Aurora (ALCF): Build and Run with SYCL¶
Copy-paste instructions for building and running ERF on ALCF Aurora using Intel GPUs (SYCL backend).
For general HPC build concepts, see Machine Profiles, Cray Detection, Build Scripts, and Workstation Builds. For library configuration details, see Library Configuration.
Prerequisites¶
Aurora compute allocation (PBSPro scheduler)
Access to required modules (loaded via
Build/machines/aurora_erf.profile)Environment variables set by the modules after sourcing the profile:
NETCDF_C_ROOT— path to NetCDF-C installation (set bynetcdf-cmodule)NETCDF_FORTRAN_ROOT— path to NetCDF-Fortran installation (set bynetcdf-fortranmodule)HDF5_ROOT— path to HDF5 installation (set byhdf5module)
NetCDF Requirements¶
Aurora provides system NetCDF modules (netcdf-c, netcdf-fortran, netcdf-cxx4) that are
loaded automatically by Build/machines/aurora_erf.profile.
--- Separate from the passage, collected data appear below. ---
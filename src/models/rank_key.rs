use serde::{Deserialize, Serialize};
use std::fmt::Display;
use std::str::FromStr;

use crate::error::AppError;

/// Metric a model selection ranks candidates by
#[derive(Debug, Clone, Copy, Serialize, Deserialize, PartialEq, Eq)]
#[serde(rename_all = "snake_case")]
pub enum RankKey {
    Rmse,
    FitTime,
    PredTime,
    Precision,
    Recall,
    Personalization,
}

impl RankKey {
    /// Whether a larger mean is better for this metric
    pub fn higher_is_better(&self) -> bool {
        matches!(
            self,
            RankKey::Precision | RankKey::Recall | RankKey::Personalization
        )
    }
}

impl FromStr for RankKey {
    type Err = AppError;

    fn from_str(s: &str) -> Result<Self, Self::Err> {
        match s.trim().to_ascii_lowercase().as_str() {
            "rmse" => Ok(RankKey::Rmse),
            "fit_time" => Ok(RankKey::FitTime),
            "pred_time" => Ok(RankKey::PredTime),
            "precision" => Ok(RankKey::Precision),
            "recall" => Ok(RankKey::Recall),
            "personalization" => Ok(RankKey::Personalization),
            other => Err(AppError::UnknownMetric(other.to_string())),
        }
    }
}

impl Display for RankKey {
    fn fmt(&self, f: &mut std::fmt::Formatter<'_>) -> std::fmt::Result {
        let name = match self {
            RankKey::Rmse => "rmse",
            RankKey::FitTime => "fit_time",
            RankKey::PredTime => "pred_time",
            RankKey::Precision => "precision",
            RankKey::Recall => "recall",
            RankKey::Personalization => "personalization",
        };
        write!(f, "{}", name)
    }
}
use crate::error::{AppError, AppResult};
use crate::services::predictors::RatingPredictor;
use crate::services::refit::RefitOutput;
use crate::services::top_n::{extract_top_n, TopNMap};

/// Read-only serving view of a refitted model
pub struct Recommender {
    algorithm: String,
    predictor: Box<dyn RatingPredictor>,
    ranked: TopNMap,
}

impl Recommender {
    /// Ranks every user's full prediction list once so `recommend` is a slice
    pub fn new(output: RefitOutput) -> AppResult<Self> {
        let ranked = extract_top_n(&output.predictions, output.predictions.len().max(1))?;
        Ok(Self {
            algorithm: output.algorithm,
            predictor: output.predictor,
            ranked,
        })
    }

    pub fn algorithm(&self) -> &str {
        &self.algorithm
    }

    /// Estimated rating of `item_id` by `user_id`
    pub fn predict(&self, user_id: &str, item_id: &str) -> AppResult<f64> {
        self.predictor
            .predict(user_id, item_id, None)
            .map(|p| p.estimate)
            .map_err(|source| AppError::predictor(self.algorithm.as_str(), None, source))
    }

    /// The `n` highest-estimated items for `user_id`, best first
    pub fn recommend(&self, user_id: &str, n: usize) -> AppResult<Vec<String>> {
        if n < 1 {
            return Err(AppError::InvalidArgument(format!(
                "number of recommendations must be at least 1, got {}",
                n
            )));
        }
        let items = self
            .ranked
            .get(user_id)
            .ok_or_else(|| AppError::InvalidArgument(format!("unknown user {}", user_id)))?;

        Ok(items
            .iter()
            .take(n)
            .map(|item| item.item_id.clone())
            .collect())
    }
}

#[cfg(test)]
mod tests {
    use super::*;
    use crate::models::{Dataset, Rating, RatingScale};
    use crate::services::predictors::BaselineOnly;
    use crate::services::refit::refit;

    fn recommender() -> Recommender {
        let dataset = Dataset::new(
            vec![
                Rating::new("alice", "heat", 5.0),
                Rating::new("alice", "alien", 2.0),
                Rating::new("alice", "up", 4.0),
                Rating::new("bob", "heat", 3.0),
                Rating::new("bob", "up", 5.0),
            ],
            RatingScale::default(),
        );
        let output = refit(&dataset, Box::new(BaselineOnly::new(10, 0.0, 0.0)), 0).unwrap();
        Recommender::new(output).unwrap()
    }

    #[test]
    fn test_recommend_orders_by_estimate() {
        let recommender = recommender();
        let all = recommender.recommend("alice", 10).unwrap();
        assert_eq!(all.len(), 3);
        assert_eq!(all.last().unwrap(), "alien");
        assert_eq!(recommender.recommend("alice", 1).unwrap().len(), 1);
    }

    #[test]
    fn test_recommend_rejects_unknown_user_and_zero_n() {
        let recommender = recommender();
        assert!(matches!(
            recommender.recommend("carol", 3),
            Err(AppError::InvalidArgument(_))
        ));
        assert!(matches!(
            recommender.recommend("alice", 0),
            Err(AppError::InvalidArgument(_))
        ));
    }

    #[test]
    fn test_predict_unseen_pair() {
        let recommender = recommender();
        let estimate = recommender.predict("carol", "alien").unwrap();
        assert!((1.0..=5.0).contains(&estimate));
        assert_eq!(recommender.algorithm(), "BaselineOnly");
    }
}
pub mod cross_validation;
pub mod folds;
pub mod personalization;
pub mod predictors;
pub mod ranking;
pub mod recommender;
pub mod refit;
pub mod registry;
pub mod selection;
pub mod top_n;

pub use cross_validation::{cross_validate, CvOptions};
pub use folds::{Fold, KFold};
pub use personalization::personalization;
pub use predictors::{PredictorError, RatingPredictor};
pub use ranking::{precision_recall_at_k, rmse, PrecisionRecall};
pub use recommender::Recommender;
pub use refit::{refit, ModelPackage, RefitOutput};
pub use registry::AlgorithmRegistry;
pub use selection::{select_best, MetricsSummary};
pub use top_n::{extract_top_n, TopNMap};
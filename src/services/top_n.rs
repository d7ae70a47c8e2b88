use std::collections::HashMap;

use crate::error::{AppError, AppResult};
use crate::models::{group_by_user, Prediction, ScoredItem};

/// Each user's highest-scored items, users kept in first-seen order
#[derive(Debug, Clone, Default, PartialEq)]
pub struct TopNMap {
    users: Vec<String>,
    lists: HashMap<String, Vec<ScoredItem>>,
}

impl TopNMap {
    pub fn get(&self, user_id: &str) -> Option<&[ScoredItem]> {
        self.lists.get(user_id).map(Vec::as_slice)
    }

    /// Users in the order they first appeared in the predictions
    pub fn users(&self) -> &[String] {
        &self.users
    }

    pub fn len(&self) -> usize {
        self.users.len()
    }

    pub fn is_empty(&self) -> bool {
        self.users.is_empty()
    }

    pub fn iter(&self) -> impl Iterator<Item = (&str, &[ScoredItem])> {
        self.users
            .iter()
            .map(move |user| (user.as_str(), self.lists[user].as_slice()))
    }

    /// Recommended item ids for a user, best first
    pub fn item_ids(&self, user_id: &str) -> Option<Vec<&str>> {
        self.get(user_id)
            .map(|items| items.iter().map(|i| i.item_id.as_str()).collect())
    }
}

/// Builds the top-`n` recommendation list of every user in `predictions`.
///
/// Within a user, items are ordered by descending estimate; equal estimates
/// keep their encounter order. Users with fewer than `n` predictions get all
/// of them.
pub fn extract_top_n(predictions: &[Prediction], n: usize) -> AppResult<TopNMap> {
    if n < 1 {
        return Err(AppError::InvalidArgument(format!(
            "top-N size must be at least 1, got {}",
            n
        )));
    }

    let mut top_n = TopNMap::default();
    for (user, group) in group_by_user(predictions) {
        let mut items: Vec<ScoredItem> = group
            .into_iter()
            .map(|p| ScoredItem {
                item_id: p.item_id.clone(),
                estimate: p.estimate,
            })
            .collect();
        // slice::sort_by is stable
        items.sort_by(|a, b| b.estimate.total_cmp(&a.estimate));
        items.truncate(n);

        top_n.users.push(user.to_string());
        top_n.lists.insert(user.to_string(), items);
    }

    Ok(top_n)
}
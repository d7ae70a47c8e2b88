use chrono::{DateTime, Utc};
use serde::{Deserialize, Serialize};
use std::collections::BTreeMap;
use uuid::Uuid;

/// Measurements taken on a single fold
#[derive(Debug, Clone, PartialEq)]
pub struct FoldMetrics {
    pub rmse: f64,
    /// Seconds spent in `fit`
    pub fit_time: f64,
    /// Seconds spent in `test`
    pub pred_time: f64,
    pub personalization: f64,
    pub precision: BTreeMap<usize, f64>,
    pub recall: BTreeMap<usize, f64>,
}

/// Per-fold series for one algorithm, one entry per fold in fold order
#[derive(Debug, Clone, Default, Serialize, Deserialize, PartialEq)]
pub struct AlgorithmMetrics {
    pub algorithm: String,
    pub rmse: Vec<f64>,
    pub fit_time: Vec<f64>,
    pub pred_time: Vec<f64>,
    pub personalization: Vec<f64>,
    pub precision: BTreeMap<usize, Vec<f64>>,
    pub recall: BTreeMap<usize, Vec<f64>>,
}

impl AlgorithmMetrics {
    pub fn new(algorithm: impl Into<String>) -> Self {
        Self {
            algorithm: algorithm.into(),
            ..Default::default()
        }
    }

    pub fn push_fold(&mut self, fold: FoldMetrics) {
        self.rmse.push(fold.rmse);
        self.fit_time.push(fold.fit_time);
        self.pred_time.push(fold.pred_time);
        self.personalization.push(fold.personalization);
        for (k, value) in fold.precision {
            self.precision.entry(k).or_default().push(value);
        }
        for (k, value) in fold.recall {
            self.recall.entry(k).or_default().push(value);
        }
    }

    pub fn fold_count(&self) -> usize {
        self.rmse.len()
    }

    pub fn mean_rmse(&self) -> f64 {
        mean(&self.rmse)
    }

    pub fn mean_fit_time(&self) -> f64 {
        mean(&self.fit_time)
    }

    pub fn mean_pred_time(&self) -> f64 {
        mean(&self.pred_time)
    }

    pub fn mean_personalization(&self) -> f64 {
        mean(&self.personalization)
    }

    pub fn mean_precision(&self, k: usize) -> Option<f64> {
        self.precision.get(&k).map(|series| mean(series))
    }

    pub fn mean_recall(&self, k: usize) -> Option<f64> {
        self.recall.get(&k).map(|series| mean(series))
    }
}

/// Everything one cross-validation run measured, per algorithm in candidate order
#[derive(Debug, Clone, Serialize, Deserialize, PartialEq)]
pub struct MetricsBundle {
    pub run_id: Uuid,
    pub created_at: DateTime<Utc>,
    pub kfold: usize,
    pub top_n: usize,
    pub threshold: f64,
    pub k_values: Vec<usize>,
    pub seed: u64,
    pub algorithms: Vec<AlgorithmMetrics>,
}

impl MetricsBundle {
    pub fn algorithm(&self, name: &str) -> Option<&AlgorithmMetrics> {
        self.algorithms.iter().find(|a| a.algorithm == name)
    }

    pub fn algorithm_names(&self) -> Vec<&str> {
        self.algorithms.iter().map(|a| a.algorithm.as_str()).collect()
    }
}

/// Arithmetic mean; NaN for an empty series
pub fn mean(values: &[f64]) -> f64 {
    if values.is_empty() {
        return f64::NAN;
    }
    values.iter().sum::<f64>() / values.len() as f64
}

#[cfg(test)]
mod tests {
    use super::*;

    fn fold(rmse: f64, precision_at_3: f64) -> FoldMetrics {
        FoldMetrics {
            rmse,
            fit_time: 0.5,
            pred_time: 0.1,
            personalization: 0.9,
            precision: BTreeMap::from([(3, precision_at_3)]),
            recall: BTreeMap::from([(3, 1.0)]),
        }
    }

    #[test]
    fn test_push_fold_appends_series() {
        let mut metrics = AlgorithmMetrics::new("SVD");
        metrics.push_fold(fold(0.9, 0.5));
        metrics.push_fold(fold(0.8, 0.7));

        assert_eq!(metrics.fold_count(), 2);
        assert_eq!(metrics.rmse, vec![0.9, 0.8]);
        assert_eq!(metrics.precision[&3], vec![0.5, 0.7]);
        assert!((metrics.mean_rmse() - 0.85).abs() < 1e-12);
        assert!((metrics.mean_precision(3).unwrap() - 0.6).abs() < 1e-12);
        assert_eq!(metrics.mean_recall(5), None);
    }

    #[test]
    fn test_mean_of_empty_series_is_nan() {
        assert!(mean(&[]).is_nan());
    }
}
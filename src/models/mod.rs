mod dataset;
mod metrics;
mod prediction;
mod rank_key;

pub use dataset::{Dataset, Rating, RatingScale};
pub use metrics::{mean, AlgorithmMetrics, FoldMetrics, MetricsBundle};
pub use prediction::{group_by_user, Prediction, PredictionDetails, ScoredItem};
pub use rank_key::RankKey;
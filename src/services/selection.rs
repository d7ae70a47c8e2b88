use std::collections::BTreeMap;
use std::fmt::Display;

use crate::error::{AppError, AppResult};
use crate::models::{AlgorithmMetrics, MetricsBundle, RankKey};
use crate::services::registry::AlgorithmRegistry;

/// Mean of each general metric across folds for one algorithm
#[derive(Debug, Clone, PartialEq)]
pub struct GeneralRow {
    pub algorithm: String,
    pub rmse: f64,
    pub fit_time: f64,
    pub pred_time: f64,
    pub personalization: f64,
}

/// Fold means of a cross-validation run, ready for reporting and ranking
#[derive(Debug, Clone, PartialEq)]
pub struct MetricsSummary {
    pub general: Vec<GeneralRow>,
    /// k -> (algorithm, mean precision@k) in candidate order
    pub precision: BTreeMap<usize, Vec<(String, f64)>>,
    /// k -> (algorithm, mean recall@k) in candidate order
    pub recall: BTreeMap<usize, Vec<(String, f64)>>,
}

impl MetricsSummary {
    pub fn from_bundle(bundle: &MetricsBundle) -> Self {
        let general = bundle
            .algorithms
            .iter()
            .map(|a| GeneralRow {
                algorithm: a.algorithm.clone(),
                rmse: a.mean_rmse(),
                fit_time: a.mean_fit_time(),
                pred_time: a.mean_pred_time(),
                personalization: a.mean_personalization(),
            })
            .collect();

        Self {
            general,
            precision: per_k_table(&bundle.algorithms, AlgorithmMetrics::mean_precision, |a| {
                a.precision.keys().copied().collect()
            }),
            recall: per_k_table(&bundle.algorithms, AlgorithmMetrics::mean_recall, |a| {
                a.recall.keys().copied().collect()
            }),
        }
    }
}

fn per_k_table(
    algorithms: &[AlgorithmMetrics],
    mean_at: fn(&AlgorithmMetrics, usize) -> Option<f64>,
    cutoffs: fn(&AlgorithmMetrics) -> Vec<usize>,
) -> BTreeMap<usize, Vec<(String, f64)>> {
    let mut table: BTreeMap<usize, Vec<(String, f64)>> = BTreeMap::new();
    for algorithm in algorithms {
        for k in cutoffs(algorithm) {
            if let Some(value) = mean_at(algorithm, k) {
                table
                    .entry(k)
                    .or_default()
                    .push((algorithm.algorithm.clone(), value));
            }
        }
    }
    table
}

impl Display for MetricsSummary {
    fn fmt(&self, f: &mut std::fmt::Formatter<'_>) -> std::fmt::Result {
        writeln!(f, "RMSE, Personalization, Fit Time, Prediction Time")?;
        writeln!(
            f,
            "{:<20} {:>10} {:>16} {:>12} {:>12}",
            "algorithm", "rmse", "personalization", "fit_time", "pred_time"
        )?;
        for row in &self.general {
            writeln!(
                f,
                "{:<20} {:>10.5} {:>16.5} {:>12.4} {:>12.4}",
                row.algorithm, row.rmse, row.personalization, row.fit_time, row.pred_time
            )?;
        }
        write_k_table(f, "Precision Table", &self.precision)?;
        write_k_table(f, "Recall Table", &self.recall)
    }
}

fn write_k_table(
    f: &mut std::fmt::Formatter<'_>,
    title: &str,
    table: &BTreeMap<usize, Vec<(String, f64)>>,
) -> std::fmt::Result {
    writeln!(f, "{}", title)?;
    for (k, row) in table {
        write!(f, "k={:<4}", k)?;
        for (algorithm, value) in row {
            write!(f, " {}={:.5}", algorithm, value)?;
        }
        writeln!(f)?;
    }
    Ok(())
}

/// Picks the best predictor of a cross-validation run.
///
/// `rank_by` is one of `rmse`, `fit_time`, `pred_time` (lowest mean wins),
/// `personalization`, `precision`, `recall` (highest mean wins). Precision and
/// recall are compared at cutoff `k`, which must have been measured. Ties go
/// to the candidate registered first.
pub fn select_best(
    registry: &AlgorithmRegistry,
    bundle: &MetricsBundle,
    rank_by: &str,
    k: usize,
) -> AppResult<String> {
    let key: RankKey = rank_by.parse()?;
    if matches!(key, RankKey::Precision | RankKey::Recall) && !bundle.k_values.contains(&k) {
        return Err(AppError::InvalidArgument(format!(
            "{} was not measured at k={} (measured: {:?})",
            key, k, bundle.k_values
        )));
    }

    let mut scored = Vec::with_capacity(registry.len());
    for name in registry.names() {
        let metrics = bundle.algorithm(name).ok_or_else(|| {
            AppError::InsufficientData(format!("no metrics recorded for {}", name))
        })?;
        let value = match key {
            RankKey::Rmse => metrics.mean_rmse(),
            RankKey::FitTime => metrics.mean_fit_time(),
            RankKey::PredTime => metrics.mean_pred_time(),
            RankKey::Personalization => metrics.mean_personalization(),
            RankKey::Precision => metrics.mean_precision(k).unwrap_or(f64::NAN),
            RankKey::Recall => metrics.mean_recall(k).unwrap_or(f64::NAN),
        };
        if value.is_nan() {
            return Err(AppError::InsufficientData(format!(
                "{} has no {} measurements",
                name, key
            )));
        }
        scored.push((name, value));
    }

    // stable: equal means keep registry order
    if key.higher_is_better() {
        scored.sort_by(|a, b| b.1.total_cmp(&a.1));
    } else {
        scored.sort_by(|a, b| a.1.total_cmp(&b.1));
    }

    let (best, value) = scored[0];
    tracing::info!(rank_by = %key, k, best, value, "Best predictor selected");
    Ok(best.to_string())
}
No user-built NetCDF installation
is required.
Quick checks for your NetCDF installation after sourcing the profile:
# C headers and library (required)
ls $NETCDF_C_ROOT/include/netcdf.h
ls $NETCDF_C_ROOT/lib64/libnetcdf*
# Fortran module and library (required for Noah-MP)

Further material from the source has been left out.